### Input for this task
=== Begin Enclosure ===
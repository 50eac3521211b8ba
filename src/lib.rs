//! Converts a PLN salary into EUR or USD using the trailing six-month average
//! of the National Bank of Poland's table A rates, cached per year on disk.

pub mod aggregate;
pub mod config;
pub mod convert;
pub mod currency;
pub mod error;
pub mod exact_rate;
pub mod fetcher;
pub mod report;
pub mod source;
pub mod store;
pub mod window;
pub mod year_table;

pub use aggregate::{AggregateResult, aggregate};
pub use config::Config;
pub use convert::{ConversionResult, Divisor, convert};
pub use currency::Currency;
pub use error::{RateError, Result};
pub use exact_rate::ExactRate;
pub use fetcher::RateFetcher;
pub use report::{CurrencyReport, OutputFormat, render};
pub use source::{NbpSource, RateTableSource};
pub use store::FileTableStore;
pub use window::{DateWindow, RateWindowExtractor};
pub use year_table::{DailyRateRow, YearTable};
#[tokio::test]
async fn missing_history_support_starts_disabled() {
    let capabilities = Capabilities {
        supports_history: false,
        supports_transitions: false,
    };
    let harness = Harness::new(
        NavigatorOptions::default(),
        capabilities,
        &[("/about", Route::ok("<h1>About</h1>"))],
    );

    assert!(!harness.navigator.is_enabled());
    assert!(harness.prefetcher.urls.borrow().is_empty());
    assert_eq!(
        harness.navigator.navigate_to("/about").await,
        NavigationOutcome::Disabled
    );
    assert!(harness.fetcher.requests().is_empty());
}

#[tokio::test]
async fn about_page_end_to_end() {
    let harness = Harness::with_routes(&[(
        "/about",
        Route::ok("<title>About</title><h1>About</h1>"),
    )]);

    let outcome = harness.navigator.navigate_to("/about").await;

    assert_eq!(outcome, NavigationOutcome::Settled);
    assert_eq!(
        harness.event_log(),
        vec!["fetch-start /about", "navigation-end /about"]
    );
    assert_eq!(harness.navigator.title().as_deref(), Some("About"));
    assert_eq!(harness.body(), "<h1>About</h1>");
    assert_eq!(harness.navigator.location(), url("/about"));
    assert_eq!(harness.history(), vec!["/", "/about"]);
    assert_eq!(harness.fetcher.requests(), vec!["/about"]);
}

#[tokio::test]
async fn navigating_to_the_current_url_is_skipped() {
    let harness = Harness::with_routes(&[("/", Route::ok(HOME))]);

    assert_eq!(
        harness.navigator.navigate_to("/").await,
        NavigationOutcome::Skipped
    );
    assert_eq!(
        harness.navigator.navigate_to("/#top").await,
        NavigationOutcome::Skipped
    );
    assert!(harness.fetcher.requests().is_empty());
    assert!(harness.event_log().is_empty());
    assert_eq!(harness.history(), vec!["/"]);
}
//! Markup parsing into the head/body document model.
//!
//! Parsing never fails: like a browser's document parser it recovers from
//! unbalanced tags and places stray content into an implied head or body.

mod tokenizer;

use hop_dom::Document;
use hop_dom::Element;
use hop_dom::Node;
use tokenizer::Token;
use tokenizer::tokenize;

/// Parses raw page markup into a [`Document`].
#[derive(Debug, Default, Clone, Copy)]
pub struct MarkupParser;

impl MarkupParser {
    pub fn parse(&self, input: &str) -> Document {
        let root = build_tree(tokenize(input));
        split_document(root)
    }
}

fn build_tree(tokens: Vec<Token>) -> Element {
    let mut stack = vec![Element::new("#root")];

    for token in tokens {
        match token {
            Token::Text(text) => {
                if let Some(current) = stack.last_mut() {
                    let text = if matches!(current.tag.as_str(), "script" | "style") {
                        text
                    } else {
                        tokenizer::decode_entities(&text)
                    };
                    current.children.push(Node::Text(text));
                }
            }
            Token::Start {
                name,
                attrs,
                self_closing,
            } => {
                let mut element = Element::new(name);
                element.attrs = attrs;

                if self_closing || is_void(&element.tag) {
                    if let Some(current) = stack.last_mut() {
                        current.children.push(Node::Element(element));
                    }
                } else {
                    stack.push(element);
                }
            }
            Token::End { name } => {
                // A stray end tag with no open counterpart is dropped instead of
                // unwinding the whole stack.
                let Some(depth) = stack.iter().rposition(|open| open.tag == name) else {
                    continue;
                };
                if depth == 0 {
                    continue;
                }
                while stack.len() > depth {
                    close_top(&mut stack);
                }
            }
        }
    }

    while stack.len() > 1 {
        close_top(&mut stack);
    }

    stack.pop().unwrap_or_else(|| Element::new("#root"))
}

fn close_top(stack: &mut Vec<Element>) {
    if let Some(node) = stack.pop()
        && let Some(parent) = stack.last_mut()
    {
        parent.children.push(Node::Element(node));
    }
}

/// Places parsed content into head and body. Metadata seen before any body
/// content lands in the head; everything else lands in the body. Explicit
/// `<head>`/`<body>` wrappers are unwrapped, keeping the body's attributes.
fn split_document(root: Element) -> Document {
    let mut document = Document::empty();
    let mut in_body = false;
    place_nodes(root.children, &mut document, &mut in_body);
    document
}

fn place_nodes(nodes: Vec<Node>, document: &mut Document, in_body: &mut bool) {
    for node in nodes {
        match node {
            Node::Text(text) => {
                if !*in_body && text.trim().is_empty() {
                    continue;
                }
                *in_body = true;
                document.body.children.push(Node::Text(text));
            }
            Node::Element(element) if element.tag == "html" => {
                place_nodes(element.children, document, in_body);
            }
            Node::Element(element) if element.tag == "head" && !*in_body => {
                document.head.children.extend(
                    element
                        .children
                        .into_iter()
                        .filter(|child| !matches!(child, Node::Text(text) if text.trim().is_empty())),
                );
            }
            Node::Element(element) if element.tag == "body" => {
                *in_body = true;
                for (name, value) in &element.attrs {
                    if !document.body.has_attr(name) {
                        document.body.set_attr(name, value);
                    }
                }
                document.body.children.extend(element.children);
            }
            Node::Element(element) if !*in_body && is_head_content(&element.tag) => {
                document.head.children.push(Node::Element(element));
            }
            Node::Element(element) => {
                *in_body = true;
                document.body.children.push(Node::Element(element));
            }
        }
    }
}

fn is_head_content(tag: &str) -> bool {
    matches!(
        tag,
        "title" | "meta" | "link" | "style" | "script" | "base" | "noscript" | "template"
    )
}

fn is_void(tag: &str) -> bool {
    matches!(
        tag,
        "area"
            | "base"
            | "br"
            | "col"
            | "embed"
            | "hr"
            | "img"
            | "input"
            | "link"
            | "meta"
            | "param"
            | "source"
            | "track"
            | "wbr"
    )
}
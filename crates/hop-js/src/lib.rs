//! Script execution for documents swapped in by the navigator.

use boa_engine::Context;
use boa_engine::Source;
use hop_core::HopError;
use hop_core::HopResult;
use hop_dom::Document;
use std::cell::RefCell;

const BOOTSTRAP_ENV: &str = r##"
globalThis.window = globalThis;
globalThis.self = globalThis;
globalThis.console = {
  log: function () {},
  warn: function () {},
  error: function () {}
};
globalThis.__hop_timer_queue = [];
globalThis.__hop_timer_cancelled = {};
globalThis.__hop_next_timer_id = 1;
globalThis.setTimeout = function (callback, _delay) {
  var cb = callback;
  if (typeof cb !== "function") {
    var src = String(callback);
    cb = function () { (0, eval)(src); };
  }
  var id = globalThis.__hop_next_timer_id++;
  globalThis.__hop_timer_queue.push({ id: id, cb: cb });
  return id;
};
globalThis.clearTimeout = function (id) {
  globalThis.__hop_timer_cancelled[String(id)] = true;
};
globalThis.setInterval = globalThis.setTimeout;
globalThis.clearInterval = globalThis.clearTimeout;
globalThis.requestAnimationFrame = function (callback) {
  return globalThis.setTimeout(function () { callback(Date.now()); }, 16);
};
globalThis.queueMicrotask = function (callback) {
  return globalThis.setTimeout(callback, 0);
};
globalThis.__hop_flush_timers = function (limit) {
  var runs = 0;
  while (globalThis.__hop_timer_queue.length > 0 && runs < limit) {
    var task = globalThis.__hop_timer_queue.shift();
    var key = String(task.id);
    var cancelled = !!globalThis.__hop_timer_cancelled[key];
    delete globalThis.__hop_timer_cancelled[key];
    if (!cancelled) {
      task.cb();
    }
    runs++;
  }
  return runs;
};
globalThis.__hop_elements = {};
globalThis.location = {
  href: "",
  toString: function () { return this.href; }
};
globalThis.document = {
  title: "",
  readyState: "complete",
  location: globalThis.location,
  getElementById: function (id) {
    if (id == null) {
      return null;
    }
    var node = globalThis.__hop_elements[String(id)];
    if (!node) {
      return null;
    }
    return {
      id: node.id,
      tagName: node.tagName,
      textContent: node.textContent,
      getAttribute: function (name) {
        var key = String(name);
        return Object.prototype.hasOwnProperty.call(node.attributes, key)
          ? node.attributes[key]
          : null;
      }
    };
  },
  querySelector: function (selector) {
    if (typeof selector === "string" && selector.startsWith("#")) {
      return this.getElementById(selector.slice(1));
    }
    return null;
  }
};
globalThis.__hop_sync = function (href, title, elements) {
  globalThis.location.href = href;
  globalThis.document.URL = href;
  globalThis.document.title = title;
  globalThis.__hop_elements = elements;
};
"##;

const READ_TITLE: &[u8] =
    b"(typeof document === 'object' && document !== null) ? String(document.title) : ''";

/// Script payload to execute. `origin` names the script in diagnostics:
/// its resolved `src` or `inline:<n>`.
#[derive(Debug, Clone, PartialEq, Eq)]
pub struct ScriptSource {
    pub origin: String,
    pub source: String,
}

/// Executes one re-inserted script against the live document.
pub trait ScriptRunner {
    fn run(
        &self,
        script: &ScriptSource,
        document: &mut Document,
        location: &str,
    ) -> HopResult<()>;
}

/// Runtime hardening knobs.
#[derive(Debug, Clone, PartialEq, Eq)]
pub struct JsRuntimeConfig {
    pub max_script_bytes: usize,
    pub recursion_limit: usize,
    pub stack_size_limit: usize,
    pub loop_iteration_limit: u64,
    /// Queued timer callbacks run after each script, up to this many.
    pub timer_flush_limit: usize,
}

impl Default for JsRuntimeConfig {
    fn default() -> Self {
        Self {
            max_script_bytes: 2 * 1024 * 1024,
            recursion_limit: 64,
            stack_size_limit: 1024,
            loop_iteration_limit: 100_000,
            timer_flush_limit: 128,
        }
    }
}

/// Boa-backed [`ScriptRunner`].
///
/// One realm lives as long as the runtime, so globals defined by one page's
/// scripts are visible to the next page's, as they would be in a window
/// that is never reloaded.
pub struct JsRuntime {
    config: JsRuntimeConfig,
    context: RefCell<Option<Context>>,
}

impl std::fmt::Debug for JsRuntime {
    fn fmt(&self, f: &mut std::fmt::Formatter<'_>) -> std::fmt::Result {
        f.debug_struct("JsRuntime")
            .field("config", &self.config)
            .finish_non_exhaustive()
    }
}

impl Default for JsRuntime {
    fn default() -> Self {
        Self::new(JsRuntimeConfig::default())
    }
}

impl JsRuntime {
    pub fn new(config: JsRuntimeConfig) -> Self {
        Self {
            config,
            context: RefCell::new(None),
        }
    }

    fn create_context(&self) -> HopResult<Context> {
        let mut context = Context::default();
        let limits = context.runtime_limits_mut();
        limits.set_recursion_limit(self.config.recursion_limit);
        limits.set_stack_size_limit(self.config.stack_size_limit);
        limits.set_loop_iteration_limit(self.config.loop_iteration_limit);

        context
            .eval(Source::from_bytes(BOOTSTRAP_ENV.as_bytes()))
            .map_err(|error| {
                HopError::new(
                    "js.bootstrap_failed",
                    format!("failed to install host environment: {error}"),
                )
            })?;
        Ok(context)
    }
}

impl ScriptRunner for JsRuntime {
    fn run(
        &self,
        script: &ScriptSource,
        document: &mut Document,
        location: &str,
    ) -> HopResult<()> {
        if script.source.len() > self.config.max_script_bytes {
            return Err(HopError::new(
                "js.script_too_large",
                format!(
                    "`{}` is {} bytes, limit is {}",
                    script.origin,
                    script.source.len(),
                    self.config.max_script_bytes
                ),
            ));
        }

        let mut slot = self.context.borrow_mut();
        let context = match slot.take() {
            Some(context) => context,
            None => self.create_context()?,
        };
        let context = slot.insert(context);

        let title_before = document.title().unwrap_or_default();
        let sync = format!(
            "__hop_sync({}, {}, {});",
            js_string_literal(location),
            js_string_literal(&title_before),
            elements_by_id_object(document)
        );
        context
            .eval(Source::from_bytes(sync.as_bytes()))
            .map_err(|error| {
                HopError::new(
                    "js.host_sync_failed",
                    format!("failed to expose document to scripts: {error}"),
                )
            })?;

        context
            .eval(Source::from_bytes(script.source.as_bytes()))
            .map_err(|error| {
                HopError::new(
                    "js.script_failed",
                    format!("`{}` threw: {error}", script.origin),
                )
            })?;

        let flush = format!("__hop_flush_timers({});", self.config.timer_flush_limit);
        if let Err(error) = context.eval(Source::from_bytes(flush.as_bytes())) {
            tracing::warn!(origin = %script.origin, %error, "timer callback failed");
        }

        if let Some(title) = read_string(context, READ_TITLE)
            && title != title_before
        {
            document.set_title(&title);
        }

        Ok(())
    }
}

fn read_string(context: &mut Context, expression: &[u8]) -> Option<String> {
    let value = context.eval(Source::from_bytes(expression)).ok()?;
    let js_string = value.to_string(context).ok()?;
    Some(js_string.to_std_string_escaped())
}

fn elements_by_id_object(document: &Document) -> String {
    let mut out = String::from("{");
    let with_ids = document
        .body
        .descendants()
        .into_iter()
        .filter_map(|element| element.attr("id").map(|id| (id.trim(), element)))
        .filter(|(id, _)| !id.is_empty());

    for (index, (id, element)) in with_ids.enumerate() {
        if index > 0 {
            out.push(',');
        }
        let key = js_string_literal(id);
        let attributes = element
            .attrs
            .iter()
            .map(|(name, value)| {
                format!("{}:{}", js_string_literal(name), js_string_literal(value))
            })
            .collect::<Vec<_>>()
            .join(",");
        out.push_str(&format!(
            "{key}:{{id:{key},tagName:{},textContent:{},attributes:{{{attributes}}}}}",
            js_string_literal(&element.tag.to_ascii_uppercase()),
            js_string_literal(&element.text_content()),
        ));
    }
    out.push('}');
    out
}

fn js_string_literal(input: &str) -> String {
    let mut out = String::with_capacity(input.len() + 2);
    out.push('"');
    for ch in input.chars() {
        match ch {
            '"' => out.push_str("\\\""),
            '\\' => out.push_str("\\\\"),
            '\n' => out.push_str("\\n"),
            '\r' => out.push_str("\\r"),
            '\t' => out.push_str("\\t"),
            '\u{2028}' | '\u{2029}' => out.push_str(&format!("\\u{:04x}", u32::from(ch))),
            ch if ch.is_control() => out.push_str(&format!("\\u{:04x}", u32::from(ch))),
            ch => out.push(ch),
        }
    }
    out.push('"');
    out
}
=== End Enclosure ===
### Your task
If a line in the listing contains the string "await", copy it.

### Exercise solution
        harness.navigator.navigate_to("/about").await,
    let outcome = harness.navigator.navigate_to("/about").await;
        harness.navigator.navigate_to("/").await,
        harness.navigator.navigate_to("/#top").await,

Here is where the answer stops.